## Exercise requirements:
Below are some records. How many of their lines contain the string "custom"? Give the number only.

Start of Records provided

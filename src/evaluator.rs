//! Coverage, fault, and naturalness evaluation
//!
//! Pure aggregation over a mutated, re-profiled collection. The evaluator
//! never mutates its input and never returns partial metrics: an empty
//! collection fails loudly rather than letting naturalness degrade to 0
//! or NaN.

use serde::Serialize;

use crate::engine::{InMemoryEngine, QueryEngine};
use crate::profiler::ProfiledRecord;
use crate::record::{DomainBounds, Record};
use crate::{Error, Result};

/// Evaluation result for one mutated collection
#[derive(Debug, Clone, Serialize)]
pub struct Metrics {
    /// Number of distinct branch vectors observed
    pub coverage: usize,
    /// Number of records with an adjustment above zero
    pub faults: usize,
    /// Record count
    pub total: usize,
    /// Fraction of records with a domain-valid amount
    pub valid_amount_fraction: f64,
    /// Fraction of records with a domain-valid adjustment
    pub valid_adjustment_fraction: f64,
    /// `valid_amount_fraction * valid_adjustment_fraction * 100`;
    /// 100 only when every record is fully field-valid
    pub naturalness: f64,
    /// The fault subset, retained for reporting
    pub faulty_records: Vec<Record>,
}

/// Metric evaluator over fixed domain bounds
#[derive(Debug, Clone, Default)]
pub struct Evaluator {
    bounds: DomainBounds,
}

impl Evaluator {
    /// Create an evaluator with the default domain bounds
    #[must_use]
    pub fn new() -> Self {
        Self::default()
    }

    /// Create an evaluator with custom domain bounds
    #[must_use]
    pub fn with_bounds(bounds: DomainBounds) -> Self {
        Self { bounds }
    }

    /// Evaluate a profiled collection with the in-memory engine
    ///
    /// # Errors
    ///
    /// Returns [`Error::EmptyInput`] when the collection is empty.
    pub fn evaluate(&self, records: &[ProfiledRecord]) -> Result<Metrics> {
        self.evaluate_with(records, &InMemoryEngine)
    }

    /// Evaluate through a caller-supplied query engine
    ///
    /// # Errors
    ///
    /// Returns [`Error::EmptyInput`] when the collection is empty.
    pub fn evaluate_with(
        &self,
        records: &[ProfiledRecord],
        engine: &impl QueryEngine,
    ) -> Result<Metrics> {
        let total = engine.count(records);
        if total == 0 {
            return Err(Error::EmptyInput);
        }

        let coverage = engine.distinct_branch_vectors(records);
        let faulty = engine.filter(records, &|p| p.record.adjustment > 0.0);
        let valid_amount = engine
            .filter(records, &|p| self.bounds.amount_valid(&p.record))
            .len();
        let valid_adjustment = engine
            .filter(records, &|p| self.bounds.adjustment_valid(&p.record))
            .len();

        let valid_amount_fraction = valid_amount as f64 / total as f64;
        let valid_adjustment_fraction = valid_adjustment as f64 / total as f64;

        Ok(Metrics {
            coverage,
            faults: faulty.len(),
            total,
            valid_amount_fraction,
            valid_adjustment_fraction,
            naturalness: valid_amount_fraction * valid_adjustment_fraction * 100.0,
            faulty_records: faulty.into_iter().map(|p| p.record).collect(),
        })
    }
}
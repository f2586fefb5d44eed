//! Domain layer for the tip-split module
//!
//! Contains the calculation engine and the session that drives it.

pub mod engine;
pub mod error;
pub mod form;
pub mod session;
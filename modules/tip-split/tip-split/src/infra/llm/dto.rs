//! Wire types for the Gemini `generateContent` endpoint.

use serde::{Deserialize, Serialize};
use serde_json::{Value, json};

#[derive(Debug, Serialize)]
#[serde(rename_all = "camelCase")]
pub struct GenerateContentRequest {
    pub contents: Vec<Content>,
    pub generation_config: GenerationConfig,
}

impl GenerateContentRequest {
    /// Single-turn request asking for a JSON tip suggestion.
    pub fn tip_suggestion(prompt: String) -> Self {
        Self {
            contents: vec![Content {
                role: Some("user".to_owned()),
                parts: vec![Part { text: Some(prompt) }],
            }],
            generation_config: GenerationConfig {
                response_mime_type: "application/json".to_owned(),
                response_schema: suggestion_schema(),
            },
        }
    }
}

#[derive(Debug, Serialize, Deserialize)]
pub struct Content {
    #[serde(default, skip_serializing_if = "Option::is_none")]
    pub role: Option<String>,
    #[serde(default)]
    pub parts: Vec<Part>,
}

#[derive(Debug, Serialize, Deserialize)]
pub struct Part {
    #[serde(default, skip_serializing_if = "Option::is_none")]
    pub text: Option<String>,
}

#[derive(Debug, Serialize)]
#[serde(rename_all = "camelCase")]
pub struct GenerationConfig {
    pub response_mime_type: String,
    pub response_schema: Value,
}

#[derive(Debug, Deserialize)]
pub struct GenerateContentResponse {
    #[serde(default)]
    pub candidates: Vec<Candidate>,
}

impl GenerateContentResponse {
    /// Text of the first candidate, parts concatenated. `None` when empty.
    pub fn first_text(&self) -> Option<String> {
        let content = self.candidates.first()?.content.as_ref()?;
        let text: String = content
            .parts
            .iter()
            .filter_map(|part| part.text.as_deref())
            .collect();
        (!text.trim().is_empty()).then_some(text)
    }
}

#[derive(Debug, Deserialize)]
#[serde(rename_all = "camelCase")]
pub struct Candidate {
    #[serde(default)]
    pub content: Option<Content>,
    #[serde(default)]
    pub finish_reason: Option<String>,
}

/// Error envelope returned with non-2xx statuses.
#[derive(Debug, Deserialize)]
pub struct ErrorEnvelope {
    pub error: ErrorBody,
}

#[derive(Debug, Deserialize)]
pub struct ErrorBody {
    #[serde(default)]
    pub message: String,
    #[serde(default)]
    pub status: Option<String>,
}

fn suggestion_schema() -> Value {
    json!({
        "type": "OBJECT",
        "properties": {
            "suggestedTipPercentage": {
                "type": "NUMBER",
                "description": "Suggested tip as a decimal between 0 and 1."
            },
            "reasoning": {
                "type": "STRING",
                "description": "Short explanation of the suggested tip."
            }
        },
        "required": ["suggestedTipPercentage", "reasoning"]
    })
}

#[cfg(test)]
#[cfg_attr(coverage_nightly, coverage(off))]
mod tests {
    #![allow(clippy::unwrap_used)]

    use super::*;

    #[test]
    fn request_asks_for_json_output() {
        let body = serde_json::to_value(GenerateContentRequest::tip_suggestion("hi".to_owned()))
            .unwrap();
        assert_eq!(body["contents"][0]["role"], "user");
        assert_eq!(body["contents"][0]["parts"][0]["text"], "hi");
        assert_eq!(
            body["generationConfig"]["responseMimeType"],
            "application/json"
        );
        assert_eq!(
            body["generationConfig"]["responseSchema"]["required"],
            json!(["suggestedTipPercentage", "reasoning"])
        );
    }

    #[test]
    fn first_text_joins_parts() {
        let resp: GenerateContentResponse = serde_json::from_value(json!({
            "candidates": [{
                "content": { "role": "model", "parts": [{ "text": "{\"a\":" }, { "text": "1}" }] },
                "finishReason": "STOP"
            }]
        }))
        .unwrap();
        assert_eq!(resp.first_text().as_deref(), Some("{\"a\":1}"));
        assert_eq!(resp.candidates[0].finish_reason.as_deref(), Some("STOP"));
    }

    #[test]
    fn first_text_is_none_without_candidates() {
        let resp: GenerateContentResponse = serde_json::from_value(json!({})).unwrap();
        assert!(resp.first_text().is_none());

        let resp: GenerateContentResponse =
            serde_json::from_value(json!({ "candidates": [{ "finishReason": "SAFETY" }] }))
                .unwrap();
        assert!(resp.first_text().is_none());
    }
}
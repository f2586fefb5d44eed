//! Display formatting for amounts and percentages.

/// Format `value` as US dollars with two decimals and thousands separators,
/// e.g. `$1,234.50` or `-$3.00`.
pub fn format_currency(value: f64) -> String {
    let fixed = format!("{:.2}", value.abs());
    let (whole, cents) = fixed.split_once('.').unwrap_or((fixed.as_str(), "00"));

    let mut grouped = String::with_capacity(whole.len() * 2);
    for (i, digit) in whole.chars().enumerate() {
        if i > 0 && (whole.len() - i) % 3 == 0 {
            grouped.push(',');
        }
        grouped.push(digit);
    }

    // "-0.00" is shown without a sign
    let sign = if value < 0.0 && fixed != "0.00" { "-" } else { "" };
    format!("{sign}${grouped}.{cents}")
}

/// Format a 0-100 percentage with at most two decimals, e.g. `18%` or `18.77%`.
pub fn format_percent(value: f64) -> String {
    let fixed = format!("{value:.2}");
    let trimmed = fixed.trim_end_matches('0').trim_end_matches('.');
    format!("{trimmed}%")
}

#[cfg(test)]
#[cfg_attr(coverage_nightly, coverage(off))]
mod tests {
    use super::*;

    #[test]
    fn currency_has_two_decimals() {
        assert_eq!(format_currency(10.0), "$10.00");
        assert_eq!(format_currency(7.5), "$7.50");
        assert_eq!(format_currency(0.0), "$0.00");
        assert_eq!(format_currency(19.005_000_1), "$19.01");
    }

    #[test]
    fn currency_groups_thousands() {
        assert_eq!(format_currency(999.99), "$999.99");
        assert_eq!(format_currency(1_000.0), "$1,000.00");
        assert_eq!(format_currency(1_234_567.891), "$1,234,567.89");
    }

    #[test]
    fn negative_currency_has_leading_sign() {
        assert_eq!(format_currency(-3.0), "-$3.00");
        assert_eq!(format_currency(-0.001), "$0.00");
    }

    #[test]
    fn percent_drops_trailing_zeros() {
        assert_eq!(format_percent(15.0), "15%");
        assert_eq!(format_percent(18.77), "18.77%");
        assert_eq!(format_percent(12.5), "12.5%");
        assert_eq!(format_percent(0.0), "0%");
    }
}
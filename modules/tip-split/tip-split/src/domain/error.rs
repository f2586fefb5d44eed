//! Domain error types for the tip-split module.

use std::fmt;

use thiserror::Error;

/// Form field a validation message is attached to.
#[derive(Debug, Clone, Copy, PartialEq, Eq)]
pub enum FormField {
    BillAmount,
    ServiceQuality,
}

impl FormField {
    #[must_use]
    pub fn as_str(self) -> &'static str {
        match self {
            Self::BillAmount => "billAmount",
            Self::ServiceQuality => "serviceQuality",
        }
    }
}

impl fmt::Display for FormField {
    fn fmt(&self, f: &mut fmt::Formatter<'_>) -> fmt::Result {
        f.write_str(self.as_str())
    }
}

/// Reasons a suggestion request is refused before reaching the service.
#[derive(Error, Debug, Clone, PartialEq, Eq)]
pub enum SuggestionError {
    /// Another suggestion request is still outstanding.
    #[error("a tip suggestion is already in progress")]
    Busy,

    /// A form field fails the request preconditions.
    #[error("{field}: {message}")]
    FieldInvalid { field: FormField, message: String },
}

impl SuggestionError {
    /// Creates a `FieldInvalid` error.
    #[must_use]
    pub fn field_invalid(field: FormField, message: impl Into<String>) -> Self {
        Self::FieldInvalid {
            field,
            message: message.into(),
        }
    }
}
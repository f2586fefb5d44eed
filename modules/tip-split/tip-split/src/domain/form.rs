//! Raw bill form state.

use tip_split_sdk::{BillInput, BillResult};

use super::engine;

/// Tip percentage pre-filled in a fresh form.
pub const DEFAULT_TIP_PERCENTAGE: f64 = 15.0;

/// Party size pre-filled in a fresh form.
pub const DEFAULT_PARTY_SIZE: u32 = 1;

/// Form fields as entered. `None` means the field is empty.
#[derive(Debug, Clone, PartialEq)]
pub struct BillForm {
    pub bill_amount: Option<f64>,
    pub tip_percentage: Option<f64>,
    pub party_size: Option<u32>,
    pub service_quality: String,
    pub round_total: bool,
}

impl Default for BillForm {
    fn default() -> Self {
        Self {
            bill_amount: None,
            tip_percentage: Some(DEFAULT_TIP_PERCENTAGE),
            party_size: Some(DEFAULT_PARTY_SIZE),
            service_quality: String::new(),
            round_total: false,
        }
    }
}

impl BillForm {
    /// Fresh form with custom pre-filled tip percentage and party size.
    #[must_use]
    pub fn with_defaults(tip_percentage: f64, party_size: u32) -> Self {
        Self {
            tip_percentage: Some(tip_percentage),
            party_size: Some(party_size),
            ..Self::default()
        }
    }

    /// Snapshot the form for calculation, or `None` if a field is empty or out of domain.
    #[must_use]
    pub fn to_input(&self) -> Option<BillInput> {
        let input = BillInput::new(
            self.bill_amount?,
            self.tip_percentage?,
            self.party_size?,
            self.round_total,
        );
        input.is_computable().then_some(input)
    }

    #[must_use]
    pub fn calculate(&self) -> Option<BillResult> {
        self.to_input().as_ref().and_then(engine::calculate)
    }
}
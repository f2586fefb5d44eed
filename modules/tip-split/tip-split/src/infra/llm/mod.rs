//! Gemini-backed tip suggestion client.

mod client;
mod dto;
mod prompt;

pub use client::GeminiSuggestionClient;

End of Records provided

## Response:
2